Caminhos para prevenir o suicídio entre os jovens no Brasil
Enviada em 15/09/2021
Na obra expressionista “O grito”, o pintor Edvard Munch, retrata, por meio da arte, a angustia de um indivíduo. Paralelamente, tal produção artística está ligada diretamente com o cenário cruel da sociedade brasileira, que é extremamente alarmante quando se trata do suicídio em meio os jovens. Sendo assim, percebe-se a configuração de um complexo problema, que se enraiza na insuficiência legislativa e na banalização do impasse.

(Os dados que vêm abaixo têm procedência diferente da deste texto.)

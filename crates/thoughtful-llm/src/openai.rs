//! OpenAI-compatible completion backend.
//!
//! Connects to OpenAI's chat completions API or any compatible service
//! (Groq, Ollama, local servers).

use async_trait::async_trait;
use reqwest::{Client, Response, header};
use std::sync::Arc;
use std::time::Duration;

use crate::backend::{LlmBackend, SharedBackend, with_retry};
use crate::error::{LlmError, RateLimitInfo, Result};
use crate::types::{CompletionRequest, CompletionResponse, StopReason, Usage};

/// Default OpenAI API base URL.
const DEFAULT_OPENAI_BASE: &str = "https://api.openai.com/v1";

/// Model used when neither the config nor the request names one.
pub const DEFAULT_CHAT_MODEL: &str = "gpt-4o-mini";

const DEFAULT_TIMEOUT_SECS: u64 = 120;

// ─────────────────────────────────────────────────────────────────────────────
// Configuration
// ─────────────────────────────────────────────────────────────────────────────

/// Configuration for the OpenAI-compatible backend.
#[derive(Debug, Clone)]
pub struct OpenAiConfig {
    /// API key for authentication (optional for local services like Ollama).
    pub api_key: Option<String>,

    /// Base URL for the API.
    pub base_url: String,

    /// Model to use. Takes precedence over the request's model.
    pub model: Option<String>,

    /// Request timeout.
    pub timeout: Duration,

    /// Maximum retries for transient errors.
    pub max_retries: u32,

    /// Initial backoff duration for retries.
    pub retry_backoff: Duration,

    /// Name for this backend instance.
    pub name: String,
}

impl OpenAiConfig {
    pub fn openai(api_key: impl Into<String>) -> Self {
        Self {
            api_key: Some(api_key.into()),
            base_url: DEFAULT_OPENAI_BASE.to_string(),
            model: None,
            timeout: Duration::from_secs(DEFAULT_TIMEOUT_SECS),
            max_retries: 3,
            retry_backoff: Duration::from_millis(500),
            name: "openai".to_string(),
        }
    }

    /// Local Ollama instance; no API key.
    pub fn ollama() -> Self {
        Self {
            api_key: None,
            base_url: "http://localhost:11434/v1".to_string(),
            model: None,
            timeout: Duration::from_secs(600),
            max_retries: 3,
            retry_backoff: Duration::from_millis(500),
            name: "ollama".to_string(),
        }
    }

    /// Create config for OpenAI from the named environment variable.
    pub fn from_env_var(var: &str) -> Result<Self> {
        let api_key = std::env::var(var)
            .map_err(|_| LlmError::Config(format!("{} environment variable not set", var)))?;
        Ok(Self::openai(api_key))
    }

    pub fn openai_from_env() -> Result<Self> {
        Self::from_env_var("OPENAI_API_KEY")
    }

    pub fn with_base_url(mut self, url: impl Into<String>) -> Self {
        self.base_url = url.into();
        self
    }

    pub fn with_model(mut self, model: impl Into<String>) -> Self {
        self.model = Some(model.into());
        self
    }

    pub fn with_name(mut self, name: impl Into<String>) -> Self {
        self.name = name.into();
        self
    }

    pub fn with_timeout(mut self, timeout: Duration) -> Self {
        self.timeout = timeout;
        self
    }

    pub fn with_max_retries(mut self, retries: u32) -> Self {
        self.max_retries = retries;
        self
    }
}

// ─────────────────────────────────────────────────────────────────────────────
// OpenAI Backend
// ─────────────────────────────────────────────────────────────────────────────

/// OpenAI-compatible API backend.
pub struct OpenAiBackend {
    client: Client,
    config: OpenAiConfig,
}

impl OpenAiBackend {
    pub fn new(config: OpenAiConfig) -> Result<Self> {
        let client = Client::builder()
            .timeout(config.timeout)
            .build()
            .map_err(|e| LlmError::Internal(format!("Failed to create HTTP client: {}", e)))?;

        Ok(Self { client, config })
    }

    pub fn openai_from_env() -> Result<Self> {
        Self::new(OpenAiConfig::openai_from_env()?)
    }

    /// Wrap in an `Arc` for sharing between agents.
    pub fn shared(config: OpenAiConfig) -> Result<SharedBackend> {
        Ok(Arc::new(Self::new(config)?))
    }

    fn completions_url(&self) -> String {
        format!("{}/chat/completions", self.config.base_url.trim_end_matches('/'))
    }

    fn add_headers(&self, builder: reqwest::RequestBuilder) -> reqwest::RequestBuilder {
        let builder = builder.header(header::CONTENT_TYPE, "application/json");

        if let Some(ref api_key) = self.config.api_key {
            builder.header(header::AUTHORIZATION, format!("Bearer {}", api_key))
        } else {
            builder
        }
    }

    fn to_openai_request(&self, request: &CompletionRequest) -> OpenAiChatRequest {
        let mut messages = Vec::with_capacity(2);
        if let Some(ref system) = request.system {
            messages.push(OpenAiMessage {
                role: "system".to_string(),
                content: system.clone(),
            });
        }
        messages.push(OpenAiMessage {
            role: "user".to_string(),
            content: request.prompt.clone(),
        });

        let model = self
            .config
            .model
            .clone()
            .or_else(|| (!request.model.is_empty()).then(|| request.model.clone()))
            .unwrap_or_else(|| DEFAULT_CHAT_MODEL.to_string());

        OpenAiChatRequest {
            model,
            messages,
            max_tokens: Some(request.max_tokens),
            temperature: request.temperature,
            stop: (!request.stop_sequences.is_empty()).then(|| request.stop_sequences.clone()),
        }
    }

    async fn handle_response(response: Response) -> Result<CompletionResponse> {
        if !response.status().is_success() {
            return Err(Self::handle_error_response(response).await);
        }

        let body = response.text().await?;
        let parsed: OpenAiChatResponse = serde_json::from_str(&body)?;
        Ok(parsed.into())
    }

    async fn handle_error_response(response: Response) -> LlmError {
        let status = response.status();
        let retry_after = response
            .headers()
            .get(header::RETRY_AFTER)
            .and_then(|v| v.to_str().ok())
            .map(str::to_string);
        let body = response.text().await.unwrap_or_default();

        let message = serde_json::from_str::<OpenAiErrorResponse>(&body)
            .map(|e| e.error.message)
            .unwrap_or_else(|_| format!("HTTP {}: {}", status, body));

        match status.as_u16() {
            401 | 403 => LlmError::Auth(format!("Authentication failed: {}", message)),
            429 => LlmError::RateLimit(RateLimitInfo::parse_openai(
                &message,
                retry_after.as_deref(),
            )),
            500..=599 => LlmError::Network(format!("Server error: {}", message)),
            400..=499 => LlmError::InvalidRequest(message),
            _ => LlmError::Backend(message),
        }
    }
}

#[async_trait]
impl LlmBackend for OpenAiBackend {
    async fn complete(&self, request: CompletionRequest) -> Result<CompletionResponse> {
        let openai_request = self.to_openai_request(&request);

        tracing::debug!(
            backend = %self.config.name,
            model = %openai_request.model,
            prompt_chars = request.prompt.len(),
            "Sending OpenAI-compatible request"
        );

        with_retry(
            self.config.max_retries,
            self.config.retry_backoff,
            &self.config.name,
            || async {
                let response = self
                    .add_headers(self.client.post(self.completions_url()))
                    .json(&openai_request)
                    .send()
                    .await?;

                Self::handle_response(response).await
            },
        )
        .await
    }

    fn name(&self) -> &str {
        &self.config.name
    }

    async fn health_check(&self) -> Result<()> {
        let request = CompletionRequest::new("ping").with_max_tokens(1);
        match self.complete(request).await {
            Ok(_) => Ok(()),
            // Rate limited means reachable
            Err(LlmError::RateLimit(_)) => Ok(()),
            Err(e) => Err(e),
        }
    }
}

// ─────────────────────────────────────────────────────────────────────────────
// OpenAI API Types
// ─────────────────────────────────────────────────────────────────────────────

#[derive(Debug, serde::Serialize)]
struct OpenAiChatRequest {
    model: String,
    messages: Vec<OpenAiMessage>,
    #[serde(skip_serializing_if = "Option::is_none")]
    max_tokens: Option<u32>,
    #[serde(skip_serializing_if = "Option::is_none")]
    temperature: Option<f32>,
    #[serde(skip_serializing_if = "Option::is_none")]
    stop: Option<Vec<String>>,
}

#[derive(Debug, serde::Serialize)]
struct OpenAiMessage {
    role: String,
    content: String,
}

#[derive(Debug, serde::Deserialize)]
struct OpenAiChatResponse {
    id: String,
    choices: Vec<OpenAiChoice>,
    model: String,
    usage: Option<OpenAiUsage>,
}

impl From<OpenAiChatResponse> for CompletionResponse {
    fn from(resp: OpenAiChatResponse) -> Self {
        let (text, stop_reason) = match resp.choices.into_iter().next() {
            Some(choice) => (
                choice.message.content.unwrap_or_default(),
                choice
                    .finish_reason
                    .as_deref()
                    .map(StopReason::from_finish_reason)
                    .unwrap_or(StopReason::EndTurn),
            ),
            None => (String::new(), StopReason::EndTurn),
        };

        let usage = resp
            .usage
            .map(|u| Usage::new(u.prompt_tokens, u.completion_tokens))
            .unwrap_or_default();

        CompletionResponse::new(resp.id, resp.model, text, stop_reason, usage)
    }
}

#[derive(Debug, serde::Deserialize)]
struct OpenAiChoice {
    message: OpenAiResponseMessage,
    finish_reason: Option<String>,
}

#[derive(Debug, serde::Deserialize)]
struct OpenAiResponseMessage {
    content: Option<String>,
}

#[derive(Debug, serde::Deserialize)]
struct OpenAiUsage {
    prompt_tokens: u32,
    completion_tokens: u32,
}

#[derive(Debug, serde::Deserialize)]
struct OpenAiErrorResponse {
    error: OpenAiError,
}

#[derive(Debug, serde::Deserialize)]
struct OpenAiError {
    message: String,
}

// ─────────────────────────────────────────────────────────────────────────────
// Tests
// ─────────────────────────────────────────────────────────────────────────────

#[cfg(test)]
mod tests {
    use super::*;

    #[test]
    fn test_openai_config() {
        let config = OpenAiConfig::openai("test-key");
        assert_eq!(config.api_key, Some("test-key".to_string()));
        assert_eq!(config.base_url, DEFAULT_OPENAI_BASE);
        assert_eq!(config.name, "openai");
    }

    #[test]
    fn test_ollama_config() {
        let config = OpenAiConfig::ollama();
        assert!(config.api_key.is_none());
        assert!(config.base_url.contains("localhost"));
        assert_eq!(config.timeout, Duration::from_secs(600));
    }

    #[test]
    fn test_config_builder() {
        let config = OpenAiConfig::openai("key")
            .with_base_url("http://custom.api/")
            .with_model("gpt-4o")
            .with_name("custom")
            .with_timeout(Duration::from_secs(60))
            .with_max_retries(0);

        assert_eq!(config.model, Some("gpt-4o".to_string()));
        assert_eq!(config.name, "custom");
        assert_eq!(config.timeout, Duration::from_secs(60));
        assert_eq!(config.max_retries, 0);

        let backend = OpenAiBackend::new(config).unwrap();
        assert_eq!(backend.completions_url(), "http://custom.api/chat/completions");
        assert_eq!(backend.name(), "custom");
    }

    #[test]
    fn test_completions_url() {
        let backend = OpenAiBackend::new(OpenAiConfig::openai("key")).unwrap();
        assert_eq!(
            backend.completions_url(),
            "https://api.openai.com/v1/chat/completions"
        );
    }

    #[test]
    fn test_from_env_var_missing() {
        let result = OpenAiConfig::from_env_var("THOUGHTFUL_TEST_UNSET_KEY_VAR");
        assert!(matches!(result, Err(LlmError::Config(_))));
    }

    #[test]
    fn test_to_openai_request_with_system() {
        let backend = OpenAiBackend::new(OpenAiConfig::openai("key")).unwrap();
        let request = CompletionRequest::chat("sys", "user text", 0.3).with_max_tokens(50);

        let openai_req = backend.to_openai_request(&request);
        assert_eq!(openai_req.model, DEFAULT_CHAT_MODEL);
        assert_eq!(openai_req.messages.len(), 2);
        assert_eq!(openai_req.messages[0].role, "system");
        assert_eq!(openai_req.messages[1].content, "user text");
        assert_eq!(openai_req.max_tokens, Some(50));
        assert_eq!(openai_req.temperature, Some(0.3));
        assert!(openai_req.stop.is_none());
    }

    #[test]
    fn test_model_precedence() {
        let request = CompletionRequest::new("x").with_model("from-request");

        let backend = OpenAiBackend::new(OpenAiConfig::openai("key")).unwrap();
        assert_eq!(backend.to_openai_request(&request).model, "from-request");

        let backend =
            OpenAiBackend::new(OpenAiConfig::openai("key").with_model("from-config")).unwrap();
        assert_eq!(backend.to_openai_request(&request).model, "from-config");
    }

    #[test]
    fn test_openai_response_conversion() {
        let openai_resp = OpenAiChatResponse {
            id: "chatcmpl-123".to_string(),
            choices: vec![OpenAiChoice {
                message: OpenAiResponseMessage {
                    content: Some("Hello!".to_string()),
                },
                finish_reason: Some("length".to_string()),
            }],
            model: "gpt-4o-mini".to_string(),
            usage: Some(OpenAiUsage {
                prompt_tokens: 10,
                completion_tokens: 5,
            }),
        };

        let response: CompletionResponse = openai_resp.into();
        assert_eq!(response.id, "chatcmpl-123");
        assert_eq!(response.text, "Hello!");
        assert_eq!(response.stop_reason, Some(StopReason::MaxTokens));
        assert_eq!(response.usage.total(), 15);
    }

    #[test]
    fn test_openai_response_without_choices() {
        let response: CompletionResponse = serde_json::from_str::<OpenAiChatResponse>(
            r#"{"id":"x","choices":[],"model":"m"}"#,
        )
        .unwrap()
        .into();
        assert!(response.text.is_empty());
        assert_eq!(response.usage, Usage::default());
    }
}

Convém ressaltar, a princípio, que o desrespeito à legislação é um fator determinante para a persistência do problema. Nesse sentido, segundo o Contrato Social do filósofo contratualista John Locke, cabe ao Estado fornecer medidas que garantem o bem-estar coletivo. Contudo, quando se refere a autodestruição de uma pessoa, tal benefício oferecido pelo governo não prevalece, que segundo o artigo 5° da Constituição Federal de 1988, todo cidadão tem o direito à vida. Desse modo, é evidente a falta de ações do governo para combater tais obstáculos, confirmando a carência legislativa.
Outrossim, deve-se ressaltar que a trivialização do impasse contribui para sua continução. Nesse viés, de acordo com a filósofa Hannah Arendt, com seu conceito “banalidade do mal”, o pior mal é aquele visto como algo cotidiano, corriqueiro. Nessa ótica, observa-se que os indivíduos em estado clínico prejudicado de certo modo são ignorados pela sociedade, os casos de suicídios ocorridos acontecem pelo sofrente por não aguentar uma dor interna, o sujeito desse mal, as vezes é tachado de “doido” pela maioria, o que, infelizmente, apenas piora a situação.
Depreende-se, portanto, que medidas são necessárias para resolver os obstáculos. Destarte, o Ministério da Saúde, órgão responsável pela saúde no Brasil, por meio de verbas federais, deve promover nos meios de comunicação social (redes socias e televisivas) campanhas midiáticas relacionadas ao suicídio, a fim de amenizar casos de autodestrição e conscientizar a sociedade. Assim, estabelecendo uma sociedade legítima, em que o Estado cumpre o seu Contrato Social, tal previsto por John Locke.